Preheating engines: Airplane engines versus auto engines

Air doesn't come into the crankcase via the breather - rather
combustion products that leak past the rings vent out thru the
breather. Burning hydrocarbons generate CO2 and water. The net dew
point of combustion and blowby products is about 180 degF. The water
will condense in cooler sections of the crankcase. It is this water
that causes most corrosion - especially after combining with nitrogen
oxides and sulfur oxides which make acid.

Crankcase condensation happens from engine operation - not from just
sitting around. The real trick is to ventilate these residual
combustion products from the crankcase immediately after shutdown
before they all condense. Systems are now starting to be sold which
actively do this.

A lot of this moisture accumulation problem would go away if aircraft
engines had a positive crankcase ventilation (PCV) system like car
engines now do, but they don't for whatever reason. I suspect part of
the reason car engines now last so much longer is due to the PCV
system.

On Dec 21, 1:39 pm, nrp wrote:
Air doesn't come into the crankcase via the breather - rather
combustion products that leak past the rings vent out thru the
breather. Burning hydrocarbons generate CO2 and water. The net dew
point of combustion and blowby products is about 180 degF. The water
will condense in cooler sections of the crankcase. It is this water
that causes most corrosion - especially after combining with nitrogen
oxides and sulfur oxides which make acid.

Crankcase condensation happens from engine operation - not from just
sitting around. The real trick is to ventilate these residual
combustion products from the crankcase immediately after shutdown
before they all condense. Systems are now starting to be sold which
actively do this.

A lot of this moisture accumulation problem would go away if aircraft
engines had a positive crankcase ventilation (PCV) system like car
engines now do, but they don't for whatever reason. I suspect part of
the reason car engines now last so much longer is due to the PCV
system.

Part of the problem is the water mixed with the oil; it's
reluctant to evaporate when it's like that.
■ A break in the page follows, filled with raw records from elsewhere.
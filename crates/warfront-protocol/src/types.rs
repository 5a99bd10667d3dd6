//! Core wire types for Warfront's message traffic.
//!
//! Everything here is serialized, published to the broker, and
//! deserialized by whichever process consumes it. These are *wire
//! views*: a [`Unit`] on the wire carries no location, because where a
//! unit currently stands is local knowledge of the process that owns it.

use std::fmt;

use chrono::{DateTime, Utc};
use serde::{Deserialize, Serialize};

// ---------------------------------------------------------------------------
// Identity types
// ---------------------------------------------------------------------------

/// A unique identifier for a unit, allocated locally by the spawning
/// client.
///
/// Newtype over `u64`: you can't accidentally pass a rank where a unit
/// id is expected. `#[serde(transparent)]` keeps the wire form a bare
/// number.
#[derive(Debug, Clone, Copy, PartialEq, Eq, Hash, PartialOrd, Ord, Serialize, Deserialize)]
#[serde(transparent)]
pub struct UnitId(pub u64);

impl fmt::Display for UnitId {
    fn fmt(&self, f: &mut fmt::Formatter<'_>) -> fmt::Result {
        write!(f, "U-{}", self.0)
    }
}

// ---------------------------------------------------------------------------
// Units
// ---------------------------------------------------------------------------

/// The kind of a unit. Each kind carries a base combat rank, assigned
/// when the unit is spawned.
#[derive(Debug, Clone, Copy, PartialEq, Eq, Serialize, Deserialize)]
#[serde(rename_all = "lowercase")]
pub enum UnitKind {
    Infantry,
    Cavalry,
    Artillery,
}

impl UnitKind {
    /// The combat rank a freshly spawned unit of this kind receives.
    pub fn base_rank(self) -> u8 {
        match self {
            UnitKind::Infantry => 1,
            UnitKind::Cavalry => 2,
            UnitKind::Artillery => 3,
        }
    }

    /// Parses a kind from a command token (`"infantry"`, `"cavalry"`,
    /// `"artillery"`). Returns `None` for anything else.
    pub fn parse(s: &str) -> Option<Self> {
        match s {
            "infantry" => Some(UnitKind::Infantry),
            "cavalry" => Some(UnitKind::Cavalry),
            "artillery" => Some(UnitKind::Artillery),
            _ => None,
        }
    }
}

impl fmt::Display for UnitKind {
    fn fmt(&self, f: &mut fmt::Formatter<'_>) -> fmt::Result {
        let s = match self {
            UnitKind::Infantry => "infantry",
            UnitKind::Cavalry => "cavalry",
            UnitKind::Artillery => "artillery",
        };
        f.write_str(s)
    }
}

/// A single army unit as seen on the wire: id, kind, and combat rank.
#[derive(Debug, Clone, Copy, PartialEq, Eq, Serialize, Deserialize)]
pub struct Unit {
    pub id: UnitId,
    pub kind: UnitKind,
    pub rank: u8,
}

// ---------------------------------------------------------------------------
// Locations
// ---------------------------------------------------------------------------

/// The locations armies can occupy.
pub const KNOWN_LOCATIONS: [&str; 6] = [
    "americas",
    "europe",
    "africa",
    "asia",
    "antarctica",
    "australia",
];

/// A map location.
///
/// Deliberately a validated string newtype rather than a closed enum:
/// an unknown location must survive deserialization so the receiving
/// handler can *reject* the move (nack-discard) instead of the decode
/// step blowing up on it.
#[derive(Debug, Clone, PartialEq, Eq, Hash, Serialize, Deserialize)]
#[serde(transparent)]
pub struct Location(String);

impl Location {
    /// Parses a location token, accepting only [`KNOWN_LOCATIONS`].
    pub fn parse(s: &str) -> Option<Self> {
        KNOWN_LOCATIONS
            .contains(&s)
            .then(|| Location(s.to_string()))
    }

    /// Whether this location names a real place on the map. Wire input
    /// may carry anything; handlers check before acting.
    pub fn is_known(&self) -> bool {
        KNOWN_LOCATIONS.contains(&self.0.as_str())
    }

    pub fn as_str(&self) -> &str {
        &self.0
    }
}

impl fmt::Display for Location {
    fn fmt(&self, f: &mut fmt::Formatter<'_>) -> fmt::Result {
        f.write_str(&self.0)
    }
}

// ---------------------------------------------------------------------------
// Messages
// ---------------------------------------------------------------------------

/// An immutable snapshot of a player: who they are and what units they
/// field. Embedded in every move and war message so receivers can
/// validate and resolve without any shared state.
#[derive(Debug, Clone, PartialEq, Eq, Serialize, Deserialize)]
pub struct PlayerSnapshot {
    pub username: String,
    pub units: Vec<Unit>,
}

impl PlayerSnapshot {
    /// Looks up a unit in the snapshot by id.
    pub fn unit(&self, id: UnitId) -> Option<&Unit> {
        self.units.iter().find(|u| u.id == id)
    }
}

/// A player relocating a subset of their army.
///
/// Invariant (enforced by the receiving handler, not the type): every
/// id in `unit_ids` must belong to `player`.
#[derive(Debug, Clone, PartialEq, Eq, Serialize, Deserialize)]
pub struct ArmyMove {
    pub player: PlayerSnapshot,
    pub unit_ids: Vec<UnitId>,
    pub destination: Location,
}

/// Emitted when a move lands on a location already held by another
/// player's units. Both combatants resolve the war independently from
/// the two snapshots — resolution must therefore be deterministic.
#[derive(Debug, Clone, PartialEq, Eq, Serialize, Deserialize)]
pub struct RecognitionOfWar {
    pub attacker: PlayerSnapshot,
    pub defender: PlayerSnapshot,
}

/// An append-only audit record describing a game event.
#[derive(Debug, Clone, PartialEq, Eq, Serialize, Deserialize)]
pub struct GameLog {
    pub timestamp: DateTime<Utc>,
    pub username: String,
    pub message: String,
}

impl GameLog {
    /// Builds a log record stamped with the current time.
    pub fn now(username: impl Into<String>, message: impl Into<String>) -> Self {
        GameLog {
            timestamp: Utc::now(),
            username: username.into(),
            message: message.into(),
        }
    }
}

/// Broadcast by the moderator server to every client: whether the game
/// is currently paused.
#[derive(Debug, Clone, Copy, PartialEq, Eq, Serialize, Deserialize)]
pub struct PlayingState {
    pub is_paused: bool,
}

#[cfg(test)]
mod tests {
    use pretty_assertions::assert_eq;

    use super::*;

    #[test]
    fn unit_kind_base_ranks_are_ordered() {
        assert!(UnitKind::Infantry.base_rank() < UnitKind::Cavalry.base_rank());
        assert!(UnitKind::Cavalry.base_rank() < UnitKind::Artillery.base_rank());
    }

    #[test]
    fn location_parse_accepts_known_locations_only() {
        assert_eq!(Location::parse("europe"), Some(Location("europe".into())));
        assert_eq!(Location::parse("atlantis"), None);
        assert_eq!(Location::parse(""), None);
    }

    #[test]
    fn unknown_location_survives_deserialization() {
        // The handler must get a chance to discard a bad destination;
        // decoding it is not an error.
        let loc: Location = serde_json::from_str("\"atlantis\"").expect("decodes");
        assert!(!loc.is_known());
    }

    #[test]
    fn snapshot_unit_lookup() {
        let snapshot = PlayerSnapshot {
            username: "kara".into(),
            units: vec![Unit {
                id: UnitId(7),
                kind: UnitKind::Cavalry,
                rank: 2,
            }],
        };
        assert_eq!(snapshot.unit(UnitId(7)).map(|u| u.rank), Some(2));
        assert_eq!(snapshot.unit(UnitId(8)), None);
    }
}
Running the engine long
enough to give it time to boil out is the best thing, and a PCV system
would surely help.
Proof of water as a combustion byproduct can be noted in
colder climates. If the breather tube is not drilled with a relief
hole partway up from its exit, it's liable to freeze up in cold
weather as the moisture that's constantly leaving the tube freezes at
the exit and plugs it. Then the pressure builds in the case and blows
the front seal out, scaring the daylights out of the pilot as oil
covers the windscreen. Some operators insulate that tube as well to
keep the gases hot enough to keep that exit open.
When we bring the airplanes in after operating in cold
weather, oil and water emulsion will be found on the floor under the
breather tube the next morning. That water wasn't sucked into the
engine as it cooled off. The engine's internal volume might be two or
three cubic feet, and if the air in there contracts by even 30%, that
little bit isn't going to pull in much moisture. It becomes a bigger
problem in wet climates and repeated warming/cooling cycles, as an
airplane sits outside for months on end and gets warm in the sun and
cools off at night. The same phenomenon puts water in your fuel tanks.

Dan

There's probably no more than about 1 cu ft of volume in a typical
crankcase. Even so that will contain on the order of half to one shot
glass full of water on shutdown. This will almost entirely condense
out as the crankcase is cooled to room temperature.
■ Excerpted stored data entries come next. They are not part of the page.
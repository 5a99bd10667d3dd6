//! Queue declaration, binding, and topology setup.

use lapin::options::{ExchangeDeclareOptions, QueueBindOptions, QueueDeclareOptions};
use lapin::types::{AMQPValue, FieldTable};
use lapin::{Channel, Connection, ExchangeKind, Queue};
use warfront_protocol::routing::{DEAD_LETTER_QUEUE, EXCHANGE_DIRECT, EXCHANGE_DLX, EXCHANGE_TOPIC};

use crate::PubSubError;

/// The two queue lifetimes this system uses.
#[derive(Debug, Clone, Copy, PartialEq, Eq)]
pub enum QueueType {
    /// Shared between consumers, survives broker restart. War
    /// recognitions and game logs.
    Durable,
    /// A per-client inbox: exclusive to its connection and auto-deleted
    /// when the client goes away. Pause and move queues.
    Transient,
}

/// Declare options derived from the queue type. A queue is either fully
/// durable or fully ephemeral; there is no mixed mode.
fn queue_options(queue_type: QueueType) -> QueueDeclareOptions {
    let durable = queue_type == QueueType::Durable;
    QueueDeclareOptions {
        durable,
        exclusive: !durable,
        auto_delete: !durable,
        ..QueueDeclareOptions::default()
    }
}

/// Every application queue routes its discarded/expired messages to the
/// dead-letter exchange instead of silently destroying them.
fn dead_letter_args() -> FieldTable {
    let mut args = FieldTable::default();
    args.insert(
        "x-dead-letter-exchange".into(),
        AMQPValue::LongString(EXCHANGE_DLX.into()),
    );
    args
}

/// Declares `queue_name` on a fresh channel and binds it to `exchange`
/// with `routing_key` (an exact key on direct exchanges, a wildcard
/// pattern on topic exchanges).
///
/// Returns the channel so the caller keeps per-queue flow control: one
/// channel per declared queue, one connection per process.
pub async fn declare_and_bind(
    conn: &Connection,
    exchange: &str,
    queue_name: &str,
    routing_key: &str,
    queue_type: QueueType,
) -> Result<(Channel, Queue), PubSubError> {
    let channel = conn.create_channel().await?;
    let queue = channel
        .queue_declare(queue_name, queue_options(queue_type), dead_letter_args())
        .await?;
    channel
        .queue_bind(
            queue_name,
            exchange,
            routing_key,
            QueueBindOptions::default(),
            FieldTable::default(),
        )
        .await?;
    tracing::debug!(
        exchange,
        queue = queue_name,
        routing_key,
        ?queue_type,
        "declared and bound queue"
    );
    Ok((channel, queue))
}

/// Idempotently declares the three exchanges plus the dead-letter queue.
///
/// Safe for every process to call at startup; the broker treats
/// redeclaration with identical parameters as a no-op.
pub async fn declare_topology(conn: &Connection) -> Result<(), PubSubError> {
    let channel = conn.create_channel().await?;
    let durable = ExchangeDeclareOptions {
        durable: true,
        ..ExchangeDeclareOptions::default()
    };

    channel
        .exchange_declare(EXCHANGE_DIRECT, ExchangeKind::Direct, durable, FieldTable::default())
        .await?;
    channel
        .exchange_declare(EXCHANGE_TOPIC, ExchangeKind::Topic, durable, FieldTable::default())
        .await?;
    channel
        .exchange_declare(EXCHANGE_DLX, ExchangeKind::Fanout, durable, FieldTable::default())
        .await?;

    // The dead-letter queue itself carries no x-dead-letter-exchange
    // argument: a message discarded from it would otherwise cycle.
    channel
        .queue_declare(
            DEAD_LETTER_QUEUE,
            QueueDeclareOptions {
                durable: true,
                ..QueueDeclareOptions::default()
            },
            FieldTable::default(),
        )
        .await?;
    channel
        .queue_bind(
            DEAD_LETTER_QUEUE,
            EXCHANGE_DLX,
            "",
            QueueBindOptions::default(),
            FieldTable::default(),
        )
        .await?;

    tracing::info!("broker topology declared");
    Ok(())
}

#[cfg(test)]
mod tests {
    use super::*;

    #[test]
    fn durable_queues_are_shared_and_persistent() {
        let opts = queue_options(QueueType::Durable);
        assert!(opts.durable);
        assert!(!opts.exclusive);
        assert!(!opts.auto_delete);
    }

    #[test]
    fn transient_queues_are_exclusive_inboxes() {
        let opts = queue_options(QueueType::Transient);
        assert!(!opts.durable);
        assert!(opts.exclusive);
        assert!(opts.auto_delete);
    }

    #[test]
    fn every_queue_gets_a_dead_letter_exchange() {
        let args = dead_letter_args();
        let value = args
            .inner()
            .iter()
            .find(|(k, _)| k.as_str() == "x-dead-letter-exchange")
            .map(|(_, v)| v.clone());
        assert_eq!(value, Some(AMQPValue::LongString(EXCHANGE_DLX.into())));
    }
}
There is a slight amount of in-out-in of surrounding atmospheric
humidity with temperature, but the amount of water contained in that
air is trivial compared to that generated or left over by the products
of combustion.

On Dec 21, 2:39*pm, nrp wrote:
Air doesn't come into the crankcase via the breather - rather
combustion products that leak past the rings vent out thru the
breather. *

It seems to me that the air in the crancase is about 250 deg F
typically, since the pistons and such are hotter than the oil. That
means the partial pressure inside the crankcase decreases as the
engine cools, and the pressure drops, according to the equation Pv=RT.
As the pressure drops inside, the air outside has to enter the
crankcase to equalize the pressure, correct? With the air temp as much
as 200 deg higher inside the engine as outside, that means that a
volume of about half the crankcase of outside air ENTERS the crankcase
during the pressure equalization process. At least that is the way it
seems to me.

Bud

"As the pressure drops inside, the air outside has to enter the
crankcase to equalize the pressure, correct? With the air temp as much
as 200 deg higher inside the engine as outside, that means that a
volume of about half the crankcase of outside air ENTERS the crankcase
during the pressure equalization process. At least that is the way it
seems to me."

But it isn't air in the crankcase during engine operation. It is a
mixture of CO2 and water vapor. Outside air will re-enter only when
the water vapor condenses after shutdown. The amount of water vapor
in the comparatively cool outside air being drawn in is one or two
orders of magnitude less than that in the hot crankcase.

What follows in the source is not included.